As a general rule, if retirees limit their initial withdrawal to 4 percent of their investment portfolios—and then increase that dollar amount by 3 percent a year for inflation—they should stand a 9-in-10 chance of being able to sustain that income stream over 30 years, according to Fahlund. Individual situations vary, of course; you may want to consult your financial adviser.
Having a cash cushion in place can help prepare you to trim those withdrawals or hold steady if markets turn bearish, as they have this past year.
4. Keep an eye on asset allocation: Whether you're skittish about them or not, stocks (and stock funds) rule. They are the one investment that can provide the growth you'll need over a long retirement, Fahlund says.
A portfolio's asset allocation will differ from retiree to retiree, depending on individual factors like risk tolerance. In general, at retirement your holdings should consist of as much as 60 percent stocks, say the retirement portfolio managers at T. Rowe Price. That percentage should glide down and hover a notch below 40 percent even in your 80s. Other money managers may suggest significantly different allocations.
The key to charting a smart retirement portfolio is "risk management," Orecchio says. To ride out volatility, spread your risk across a diverse spectrum of equity investments here and abroad, including in emerging markets. Slice those broad categories into large and small companies. Diversify bond holdings by maturity and credit quality. Then rebalance yearly. In down markets, you might want to do so more frequently. "Markets will fluctuate over the next 20 or 30 years. You can be certain of that," he says. But a diversified portfolio will spread the risk.
A life-cycle, or target-date, fund can ease your angst. This single investment gives you all sorts of stocks and bonds in one package. Plus, you get to choose the mix you want. The funds are professionally managed, growing more conservative as you age. Lots of retirees are using such funds. New investors helped boost life-cycle-fund assets by 61 percent last year, according to the Investment Company Institute.
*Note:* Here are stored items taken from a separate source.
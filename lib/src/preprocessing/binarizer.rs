//! Binarizer: thresholds every feature to 0/1.
//!
//! ```text
//! y = 1.0 if x > threshold else 0.0
//! ```
//!
//! The mapping is applied element-wise and nothing is learned from the data,
//! apart from the input width used to validate later calls.

use crate::backend::{Backend, Tensor2D};
use crate::error::PipelineError;
use crate::preprocessing::traits::{FittedTransformer, StatelessTransformer, Transformer};
use serde::{Deserialize, Serialize};
use std::marker::PhantomData;

/// Configuration for Binarizer.
#[derive(Clone, Debug, PartialEq, Serialize, Deserialize)]
#[serde(default)]
pub struct BinarizerConfig {
    /// Values strictly above this become 1.0, the rest 0.0.
    pub threshold: f64,
}

impl Default for BinarizerConfig {
    fn default() -> Self {
        Self { threshold: 0.0 }
    }
}

/// Binarizer transformer (unfitted).
#[derive(Clone, Debug)]
pub struct Binarizer<B: Backend> {
    config: BinarizerConfig,
    _backend: PhantomData<B>,
}

impl<B: Backend> Default for Binarizer<B> {
    fn default() -> Self {
        Self::new()
    }
}

impl<B: Backend> Binarizer<B> {
    /// Create a Binarizer with threshold 0.0.
    pub fn new() -> Self {
        Self::from_config(BinarizerConfig::default())
    }

    pub fn from_config(config: BinarizerConfig) -> Self {
        Self {
            config,
            _backend: PhantomData,
        }
    }

    pub fn with_threshold(mut self, threshold: f64) -> Self {
        self.config.threshold = threshold;
        self
    }

    pub fn threshold(&self) -> f64 {
        self.config.threshold
    }

    fn check_threshold(&self) -> Result<(), PipelineError> {
        if self.config.threshold.is_nan() {
            return Err(PipelineError::InvalidParameter(
                "Binarizer threshold must not be NaN".to_string(),
            ));
        }
        Ok(())
    }
}

impl<B: Backend> Transformer<B> for Binarizer<B> {
    type Input = Tensor2D<B>;
    type Output = Tensor2D<B>;
    type Fitted = FittedBinarizer<B>;

    fn fit(&self, data: &Self::Input) -> Result<Self::Fitted, PipelineError> {
        self.check_threshold()?;
        Ok(FittedBinarizer {
            config: self.config.clone(),
            n_features: data.ncols(),
            _backend: PhantomData,
        })
    }
}

impl<B: Backend> StatelessTransformer<B> for Binarizer<B> {
    fn transform_direct(&self, data: &Self::Input) -> Result<Self::Output, PipelineError> {
        self.check_threshold()?;
        Ok(binarize(data, self.config.threshold))
    }
}

/// Fitted Binarizer ready for inference.
#[derive(Clone, Debug)]
pub struct FittedBinarizer<B: Backend> {
    config: BinarizerConfig,
    n_features: usize,
    _backend: PhantomData<B>,
}

impl<B: Backend> FittedBinarizer<B> {
    pub fn threshold(&self) -> f64 {
        self.config.threshold
    }
}

impl<B: Backend> FittedTransformer<B> for FittedBinarizer<B> {
    type Input = Tensor2D<B>;
    type Output = Tensor2D<B>;

    fn transform(&self, data: &Self::Input) -> Result<Self::Output, PipelineError> {
        let cols = data.ncols();
        if cols != self.n_features {
            return Err(PipelineError::FeatureMismatch {
                expected_features: self.n_features,
                got_features: cols,
            });
        }
        Ok(binarize(data, self.config.threshold))
    }

    fn inverse_transform(&self, _data: &Self::Output) -> Result<Self::Input, PipelineError> {
        Err(PipelineError::InvalidParameter(
            "Binarizer does not support inverse_transform".to_string(),
        ))
    }

    fn n_features_in(&self) -> usize {
        self.n_features
    }
}

fn binarize<B: Backend>(data: &Tensor2D<B>, threshold: f64) -> Tensor2D<B> {
    Tensor2D {
        data: B::binarize_2d(&data.data, threshold),
        backend: PhantomData,
    }
}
5. Tap in: Generally speaking, to get the most from your savings, pull from your taxable accounts first. Interest from bank CDs, bonds, and money market funds is taxed at ordinary income rates. For any dividends, interest, or capital-gain payouts, you will owe taxes the year you receive them. U.S. government bonds are free from state taxes. Municipal bonds are free from federal tax and state taxes, too, if you live in the state that issued them.
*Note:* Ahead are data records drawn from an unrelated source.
//! Scaling transformers for feature normalization.
//!
//! | Transformer | Description |
//! |-------------|-------------|
//! | [`StandardScaler`] | Z-score normalization (mean=0, std=1), constant features map to 0 |

pub mod standard;

pub use standard::{FittedStandardScaler, StandardScaler, StandardScalerConfig};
Enjoy the tax deferral on your retirement accounts as long as you can. Once you reach 70½, though, there is a minimum withdrawal schedule based on your life expectancy. There are exceptions, of course. For example, if you're still working and contributing to your employer's 401(k) plan, and the plan allows it, you don't have to take withdrawals from the plan until April 1 of the year after you retire. The rules on required minimum distributions are in IRS Publication 590, available at irs.gov. You may want to consult a tax adviser. You're taxed at ordinary income tax rates on the amount you withdraw (except any after-tax contributions). Not withdrawing as much as you should each year can result in a 50 percent tax penalty on the amount you didn't take. Missing required minimum distributions is perhaps the single biggest mistake for IRA holders.
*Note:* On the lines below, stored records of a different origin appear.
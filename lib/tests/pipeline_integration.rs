//! End-to-end tests: CSV on disk -> split -> fit -> predict.

use std::io::Write;

use tabular_nb::backend::{CpuBackend, Tensor2D};
use tabular_nb::dataset::{load_csv, train_test_split, CsvLoaderConfig, Dataset};
use tabular_nb::pipeline::{ClassificationPipeline, PipelineConfig};
use tabular_nb::preprocessing::PipelineStepEnum;
use tabular_nb::PipelineError;

fn write_csv(contents: &str) -> tempfile::NamedTempFile {
    let mut file = tempfile::NamedTempFile::new().unwrap();
    file.write_all(contents.as_bytes()).unwrap();
    file.flush().unwrap();
    file
}

/// `signal` has the sign of the label, `level` is always positive,
/// `mirror` has the opposite sign of the label.
fn separable_csv(n: usize, sep: char) -> String {
    let mut out = format!("signal{s}level{s}target{s}mirror\n", s = sep);
    for i in 0..n {
        let label = i % 2;
        let sign = if label == 1 { 1.0 } else { -1.0 };
        let magnitude = 0.5 + (i % 7) as f64 / 7.0;
        out.push_str(&format!(
            "{:.3}{s}{:.3}{s}{}{s}{:.3}\n",
            sign * magnitude,
            1.0 + (i % 5) as f64,
            label,
            -sign * magnitude * 2.0,
            s = sep
        ));
    }
    out
}

#[test]
fn test_csv_split_fit_predict() {
    let file = write_csv(&separable_csv(60, ';'));
    let config = CsvLoaderConfig::new().delimiter(b';');
    let dataset = load_csv(file.path(), &config).unwrap();
    assert_eq!(dataset.len(), 60);
    assert_eq!(dataset.feature_names(), &["signal", "level", "mirror"]);

    let split = train_test_split::<CpuBackend, _>(&dataset, 0.25, Some(42)).unwrap();
    assert_eq!(split.test_indices.len(), 15);

    let fitted = ClassificationPipeline::<CpuBackend>::new()
        .fit(&split.x_train, &split.y_train)
        .unwrap();
    assert_eq!(fitted.selected_features(), &[0, 2]);

    let predictions = fitted.predict(&split.x_test).unwrap();
    assert_eq!(predictions.len(), 15);
    assert_eq!(predictions.to_vec(), split.y_test.to_vec());
}

#[test]
fn test_same_seed_same_predictions() {
    let file = write_csv(&separable_csv(40, ','));
    let dataset = load_csv(file.path(), &CsvLoaderConfig::default()).unwrap();

    let run = || {
        let split = train_test_split::<CpuBackend, _>(&dataset, 0.3, Some(9)).unwrap();
        let fitted = ClassificationPipeline::<CpuBackend>::new()
            .fit(&split.x_train, &split.y_train)
            .unwrap();
        (split.test_indices, fitted.predict(&split.x_test).unwrap().to_vec())
    };
    assert_eq!(run(), run());
}

#[test]
fn test_toy_scenario_from_csv() {
    let file = write_csv("x,target\n1,0\n-1,1\n1,0\n-1,1\n");
    let dataset = load_csv(file.path(), &CsvLoaderConfig::default()).unwrap();
    let (x, y) = dataset.to_tensors::<CpuBackend>().unwrap();

    let fitted = ClassificationPipeline::<CpuBackend>::new().fit(&x, &y).unwrap();
    let query = Tensor2D::<CpuBackend>::from_rows(&[vec![1.0]]);
    assert_eq!(fitted.predict(&query).unwrap().to_vec(), vec![0.0]);
}

#[test]
fn test_scaler_statistics_come_from_training_rows() {
    let file = write_csv(&separable_csv(40, ','));
    let dataset = load_csv(file.path(), &CsvLoaderConfig::default()).unwrap();
    let split = train_test_split::<CpuBackend, _>(&dataset, 0.25, Some(1)).unwrap();
    let fitted = ClassificationPipeline::<CpuBackend>::new()
        .fit(&split.x_train, &split.y_train)
        .unwrap();

    // After binarization the signal column equals the label
    let train_positive = split.y_train.to_vec().iter().sum::<f64>() / split.y_train.len() as f64;
    let scaler = fitted
        .preprocessing()
        .steps()
        .iter()
        .find_map(|step| match step {
            PipelineStepEnum::StandardScaler(s) => Some(s),
            _ => None,
        })
        .unwrap();
    assert!((scaler.mean().to_vec()[0] - train_positive).abs() < 1e-12);
}

#[test]
fn test_missing_target_column() {
    let file = write_csv("a,b,label\n1,2,0\n");
    let err = load_csv(file.path(), &CsvLoaderConfig::default()).unwrap_err();
    assert!(matches!(err, PipelineError::MissingColumn(ref name) if name == "target"));
    assert!(err.is_parse_error());
}

#[test]
fn test_parse_errors() {
    let file = write_csv("a,target\n1,0\n2,1\nthree,0\n");
    match load_csv(file.path(), &CsvLoaderConfig::default()) {
        Err(PipelineError::Parse { line, .. }) => assert_eq!(line, 4),
        other => panic!("expected parse error, got {:?}", other),
    }

    let ragged = write_csv("a,b,target\n1,2,0\n1,1\n");
    assert!(matches!(
        load_csv(ragged.path(), &CsvLoaderConfig::default()),
        Err(PipelineError::Parse { .. })
    ));
}

#[test]
fn test_missing_file() {
    assert!(matches!(
        load_csv("/nonexistent/data.csv", &CsvLoaderConfig::default()),
        Err(PipelineError::Io(_))
    ));
}

#[test]
fn test_no_informative_feature_is_configuration_error() {
    // Every column binarizes to the same value for both classes
    let file = write_csv("a,b,target\n1,2,0\n3,4,1\n5,6,0\n7,8,1\n");
    let dataset = load_csv(file.path(), &CsvLoaderConfig::default()).unwrap();
    let (x, y) = dataset.to_tensors::<CpuBackend>().unwrap();

    let err = ClassificationPipeline::<CpuBackend>::new().fit(&x, &y).unwrap_err();
    assert!(matches!(err, PipelineError::Configuration(_)));
}

#[test]
fn test_strict_alpha_can_reject_weak_feature() {
    // One mismatched row weakens the association
    let file = write_csv("a,target\n1,1\n1,1\n1,1\n1,1\n-1,0\n-1,0\n-1,0\n1,0\n");
    let dataset = load_csv(file.path(), &CsvLoaderConfig::default()).unwrap();
    let (x, y) = dataset.to_tensors::<CpuBackend>().unwrap();

    let loose = PipelineConfig::default().with_alpha(0.1);
    assert!(ClassificationPipeline::<CpuBackend>::from_config(&loose)
        .fit(&x, &y)
        .is_ok());
    assert!(matches!(
        ClassificationPipeline::<CpuBackend>::new().fit(&x, &y),
        Err(PipelineError::Configuration(_))
    ));
}

#[cfg(feature = "ndarray")]
#[test]
fn test_ndarray_backend_matches_cpu() {
    use tabular_nb::backend::NdarrayBackend;

    let file = write_csv(&separable_csv(48, ','));
    let dataset = load_csv(file.path(), &CsvLoaderConfig::default()).unwrap();

    let cpu_split = train_test_split::<CpuBackend, _>(&dataset, 0.25, Some(5)).unwrap();
    let nd_split = train_test_split::<NdarrayBackend, _>(&dataset, 0.25, Some(5)).unwrap();
    assert_eq!(cpu_split.test_indices, nd_split.test_indices);

    let cpu = ClassificationPipeline::<CpuBackend>::new()
        .fit(&cpu_split.x_train, &cpu_split.y_train)
        .unwrap();
    let nd = ClassificationPipeline::<NdarrayBackend>::new()
        .fit(&nd_split.x_train, &nd_split.y_train)
        .unwrap();

    assert_eq!(cpu.selected_features(), nd.selected_features());
    assert_eq!(
        cpu.predict(&cpu_split.x_test).unwrap().to_vec(),
        nd.predict(&nd_split.x_test).unwrap().to_vec()
    );
}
Roth IRAs are the last accounts to dip into and, for many retirees, may ultimately prove to be a winning solution to not outliving savings. Withdrawals from Roths aren't taxed at all provided you're at least 59½ years old and have held the account for at least five years. You've already paid tax on your Roth contributions, and all the compounded growth is tax free. Ah, sweet salvation...in a far-off year like 2023.